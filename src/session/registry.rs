use std::collections::HashMap;
use std::sync::{Arc, Mutex, MutexGuard, PoisonError};
use std::time::Instant;

use tracing::{debug, info, instrument};

use super::{Match, MoveReport, Opponent, ParticipantId, Snapshot};
use crate::config::{AppConfig, SearchConfig, SessionConfig};
use crate::error::RegistryError;
use crate::game::Board;

/// Conversation or channel a match is bound to.
pub type SessionId = u64;

type Entry<B> = Arc<Mutex<Match<B>>>;

fn lock<T>(mutex: &Mutex<T>) -> MutexGuard<'_, T> {
    mutex.lock().unwrap_or_else(PoisonError::into_inner)
}

/// Live matches of one variant, keyed by session.
///
/// Each match sits behind its own mutex, so operations on one session are
/// serialized while different sessions proceed independently. No path waits
/// for the map lock while holding a match lock.
pub struct MatchRegistry<B: Board> {
    matches: Mutex<HashMap<SessionId, Entry<B>>>,
    search: SearchConfig,
    session: SessionConfig,
}

impl<B: Board> MatchRegistry<B> {
    pub fn new(config: &AppConfig) -> Self {
        MatchRegistry {
            matches: Mutex::new(HashMap::new()),
            search: config.search.clone(),
            session: config.session.clone(),
        }
    }

    pub fn bot(&self) -> ParticipantId {
        self.session.bot()
    }

    pub fn len(&self) -> usize {
        lock(&self.matches).len()
    }

    pub fn is_empty(&self) -> bool {
        lock(&self.matches).is_empty()
    }

    pub fn contains(&self, session: SessionId) -> bool {
        lock(&self.matches).contains_key(&session)
    }

    /// Start a match in `session` with `challenger` moving first.
    ///
    /// No opponent, the challenger themself, or the bot's id all mean a game
    /// against the automated opponent. A finished or idle match left in the
    /// session is replaced.
    #[instrument(skip(self, now), fields(variant = B::NAME))]
    pub fn start(
        &self,
        session: SessionId,
        challenger: ParticipantId,
        opponent: Option<ParticipantId>,
        now: Instant,
    ) -> Result<Snapshot<B::Move>, RegistryError> {
        let bot = self.bot();
        if challenger == bot {
            return Err(RegistryError::BotChallenger(challenger));
        }
        let opponent = match opponent {
            Some(id) if id != challenger && id != bot => Opponent::Human(id),
            _ => Opponent::Automated {
                id: bot,
                searcher: self.search.searcher_for::<B>(),
            },
        };

        let mut matches = lock(&self.matches);
        if let Some(existing) = matches.get(&session) {
            let mut game = lock(existing);
            game.expire_if_idle(now);
            if !game.status().is_terminal() {
                return Err(RegistryError::SessionExists(session));
            }
            debug!(session, "replacing finished match");
        }

        let game = Match::new(challenger, opponent, self.session.idle_timeout(), now)?;
        let snapshot = game.snapshot();
        matches.insert(session, Arc::new(Mutex::new(game)));
        Ok(snapshot)
    }

    fn entry(&self, session: SessionId) -> Result<Entry<B>, RegistryError> {
        lock(&self.matches)
            .get(&session)
            .cloned()
            .ok_or(RegistryError::UnknownSession(session))
    }

    fn retire(&self, session: SessionId, entry: &Entry<B>) {
        let mut matches = lock(&self.matches);
        if matches.get(&session).is_some_and(|e| Arc::ptr_eq(e, entry)) {
            matches.remove(&session);
            debug!(session, "match removed");
        }
    }

    /// Apply a move and return the report along with the resulting view.
    pub fn apply_move(
        &self,
        session: SessionId,
        actor: ParticipantId,
        mv: B::Move,
        now: Instant,
    ) -> Result<(MoveReport<B::Move>, Snapshot<B::Move>), RegistryError> {
        let entry = self.entry(session)?;
        let mut game = lock(&entry);
        let result = game.apply_move(actor, mv, now);
        let snapshot = game.snapshot();
        let terminal = game.status().is_terminal();
        drop(game);

        if terminal {
            self.retire(session, &entry);
        }
        Ok((result?, snapshot))
    }

    pub fn forfeit(
        &self,
        session: SessionId,
        actor: ParticipantId,
        now: Instant,
    ) -> Result<Snapshot<B::Move>, RegistryError> {
        let entry = self.entry(session)?;
        let mut game = lock(&entry);
        let result = game.forfeit(actor, now);
        let snapshot = game.snapshot();
        let terminal = game.status().is_terminal();
        drop(game);

        if terminal {
            self.retire(session, &entry);
        }
        result?;
        Ok(snapshot)
    }

    pub fn snapshot(&self, session: SessionId) -> Result<Snapshot<B::Move>, RegistryError> {
        let entry = self.entry(session)?;
        let game = lock(&entry);
        Ok(game.snapshot())
    }

    /// Abandon and drop every match idle at `now`; returns their sessions.
    pub fn sweep_idle(&self, now: Instant) -> Vec<SessionId> {
        let entries: Vec<(SessionId, Entry<B>)> = lock(&self.matches)
            .iter()
            .map(|(&session, entry)| (session, Arc::clone(entry)))
            .collect();

        let mut expired = Vec::new();
        for (session, entry) in entries {
            if lock(&entry).expire_if_idle(now) {
                self.retire(session, &entry);
                expired.push(session);
            }
        }
        if !expired.is_empty() {
            info!(variant = B::NAME, count = expired.len(), "idle matches abandoned");
        }
        expired.sort_unstable();
        expired
    }
}

#[cfg(test)]
mod tests {
    use std::thread;
    use std::time::Duration;

    use super::*;
    use crate::config::TieBreakKind;
    use crate::error::MatchError;
    use crate::game::{ConnectFour, Pos, TicTacToe};
    use crate::session::MatchStatus;

    const P: ParticipantId = ParticipantId(1);
    const Q: ParticipantId = ParticipantId(2);
    const BOT: ParticipantId = ParticipantId(0);

    fn registry<B: Board>() -> MatchRegistry<B> {
        let mut config = AppConfig::default();
        config.search.tie_break = TieBreakKind::First;
        MatchRegistry::new(&config)
    }

    #[test]
    fn test_opponent_resolution() {
        let now = Instant::now();
        let reg: MatchRegistry<TicTacToe> = registry();

        let human = reg.start(1, P, Some(Q), now).unwrap();
        assert_eq!(human.second, Q);
        assert!(!human.automated);

        for (session, opponent) in [(2, None), (3, Some(P)), (4, Some(BOT))] {
            let snapshot = reg.start(session, P, opponent, now).unwrap();
            assert_eq!(snapshot.second, BOT);
            assert!(snapshot.automated);
            assert_eq!(snapshot.current_turn, P);
        }
        assert_eq!(reg.len(), 4);
    }

    #[test]
    fn test_bot_cannot_challenge() {
        let reg: MatchRegistry<TicTacToe> = registry();
        assert_eq!(
            reg.start(1, BOT, Some(P), Instant::now()),
            Err(RegistryError::BotChallenger(BOT))
        );
        assert!(reg.is_empty());
    }

    #[test]
    fn test_live_session_cannot_be_restarted() {
        let now = Instant::now();
        let reg: MatchRegistry<ConnectFour> = registry();
        reg.start(7, P, Some(Q), now).unwrap();
        assert_eq!(
            reg.start(7, Q, None, now),
            Err(RegistryError::SessionExists(7))
        );

        // Once idle, the session is free again
        let later = now + Duration::from_secs(300);
        let snapshot = reg.start(7, Q, None, later).unwrap();
        assert_eq!(snapshot.first, Q);
    }

    #[test]
    fn test_unknown_session() {
        let now = Instant::now();
        let reg: MatchRegistry<ConnectFour> = registry();
        assert_eq!(reg.snapshot(3), Err(RegistryError::UnknownSession(3)));
        assert_eq!(
            reg.apply_move(3, P, 0, now),
            Err(RegistryError::UnknownSession(3))
        );
        assert_eq!(reg.forfeit(3, P, now), Err(RegistryError::UnknownSession(3)));
    }

    #[test]
    fn test_move_against_bot() {
        let now = Instant::now();
        let reg: MatchRegistry<ConnectFour> = registry();
        reg.start(1, P, None, now).unwrap();

        let (report, snapshot) = reg.apply_move(1, P, 0, now).unwrap();
        let reply = report.reply.expect("bot answers");
        assert_eq!(snapshot.last_move, Some(reply.mv));
        assert_eq!(snapshot.current_turn, P);
        assert_eq!(reg.snapshot(1).unwrap(), snapshot);
    }

    #[test]
    fn test_rejection_keeps_match() {
        let now = Instant::now();
        let reg: MatchRegistry<TicTacToe> = registry();
        reg.start(1, P, Some(Q), now).unwrap();
        assert_eq!(
            reg.apply_move(1, Q, Pos::new(0, 0), now),
            Err(RegistryError::Match(MatchError::TurnViolation {
                actor: Q,
                expected: P
            }))
        );
        assert!(reg.contains(1));
    }

    #[test]
    fn test_finished_match_is_removed() {
        let now = Instant::now();
        let reg: MatchRegistry<TicTacToe> = registry();
        reg.start(1, P, Some(Q), now).unwrap();
        let moves = [
            (P, Pos::new(0, 0)),
            (Q, Pos::new(1, 0)),
            (P, Pos::new(0, 1)),
            (Q, Pos::new(1, 1)),
        ];
        for (actor, pos) in moves {
            reg.apply_move(1, actor, pos, now).unwrap();
        }
        let (report, snapshot) = reg.apply_move(1, P, Pos::new(0, 2), now).unwrap();
        assert_eq!(report.status, MatchStatus::Won { winner: P });
        assert_eq!(snapshot.winning_run, Some(vec![(0, 0), (0, 1), (0, 2)]));
        assert!(!reg.contains(1));
    }

    #[test]
    fn test_forfeit_removes_match() {
        let now = Instant::now();
        let reg: MatchRegistry<ConnectFour> = registry();
        reg.start(1, P, Some(Q), now).unwrap();
        let snapshot = reg.forfeit(1, Q, now).unwrap();
        assert_eq!(snapshot.status, MatchStatus::Forfeited { winner: P });
        assert!(reg.is_empty());
    }

    #[test]
    fn test_stale_move_reports_terminal() {
        let now = Instant::now();
        let reg: MatchRegistry<TicTacToe> = registry();
        reg.start(1, P, None, now).unwrap();
        let stale = now + Duration::from_secs(301);
        assert_eq!(
            reg.apply_move(1, P, Pos::new(1, 1), stale),
            Err(RegistryError::Match(MatchError::MatchTerminal))
        );
        assert!(!reg.contains(1));
    }

    #[test]
    fn test_sweep_idle() {
        let start = Instant::now();
        let reg: MatchRegistry<ConnectFour> = registry();
        reg.start(1, P, Some(Q), start).unwrap();
        reg.start(2, P, None, start).unwrap();
        reg.start(3, Q, None, start).unwrap();

        let later = start + Duration::from_secs(250);
        reg.apply_move(2, P, 3, later).unwrap();

        assert!(reg.sweep_idle(start + Duration::from_secs(299)).is_empty());
        assert_eq!(reg.sweep_idle(start + Duration::from_secs(300)), vec![1, 3]);
        assert_eq!(reg.len(), 1);
        assert!(reg.contains(2));
    }

    #[test]
    fn test_sessions_run_in_parallel() {
        let now = Instant::now();
        let reg: MatchRegistry<TicTacToe> = registry();
        for session in 0..8 {
            reg.start(session, ParticipantId(session + 10), None, now).unwrap();
        }

        thread::scope(|s| {
            for session in 0..8 {
                let reg = &reg;
                s.spawn(move || {
                    let player = ParticipantId(session + 10);
                    while let Ok(snapshot) = reg.snapshot(session) {
                        let free = (0..9)
                            .map(|i| Pos::new(i / 3, i % 3))
                            .find(|p| snapshot.cells[p.row][p.col].is_empty())
                            .expect("live match has a free cell");
                        let (report, _) = reg.apply_move(session, player, free, now).unwrap();
                        assert_ne!(report.status, MatchStatus::Won { winner: player });
                    }
                });
            }
        });
        assert!(reg.is_empty());
    }

    #[test]
    fn test_contended_session_stays_consistent() {
        let now = Instant::now();
        let reg: MatchRegistry<ConnectFour> = registry();
        reg.start(1, P, Some(Q), now).unwrap();

        let results: Vec<(usize, usize)> = thread::scope(|s| {
            let handles: Vec<_> = [P, Q]
                .into_iter()
                .map(|player| {
                    let reg = &reg;
                    s.spawn(move || {
                        let mut accepted = 0;
                        let mut finished = 0;
                        let mut col = player.0 as usize;
                        loop {
                            match reg.apply_move(1, player, col % 7, now) {
                                Ok((report, _)) => {
                                    accepted += 1;
                                    if report.status.is_terminal() {
                                        finished += 1;
                                    }
                                }
                                Err(RegistryError::UnknownSession(_)) => break,
                                Err(RegistryError::Match(MatchError::IllegalMove(_))) => col += 1,
                                Err(_) => thread::yield_now(),
                            }
                        }
                        (accepted, finished)
                    })
                })
                .collect();
            handles.into_iter().map(|h| h.join().unwrap()).collect()
        });
        let (p_moves, q_moves) = (results[0].0, results[1].0);

        // Strict alternation: P made the same number of moves as Q, or one more
        assert!(p_moves == q_moves || p_moves == q_moves + 1);
        assert!(p_moves + q_moves <= 42);
        assert_eq!(results[0].1 + results[1].1, 1);
    }
}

* REQUIRED ACTION
Search the entries for "crate" and copy each matching line.

* WRITTEN RESPONSE
use crate::config::{AppConfig, SearchConfig, SessionConfig};
use crate::error::RegistryError;
use crate::game::Board;
    use crate::config::TieBreakKind;
    use crate::error::MatchError;
    use crate::game::{ConnectFour, Pos, TicTacToe};
    use crate::session::MatchStatus;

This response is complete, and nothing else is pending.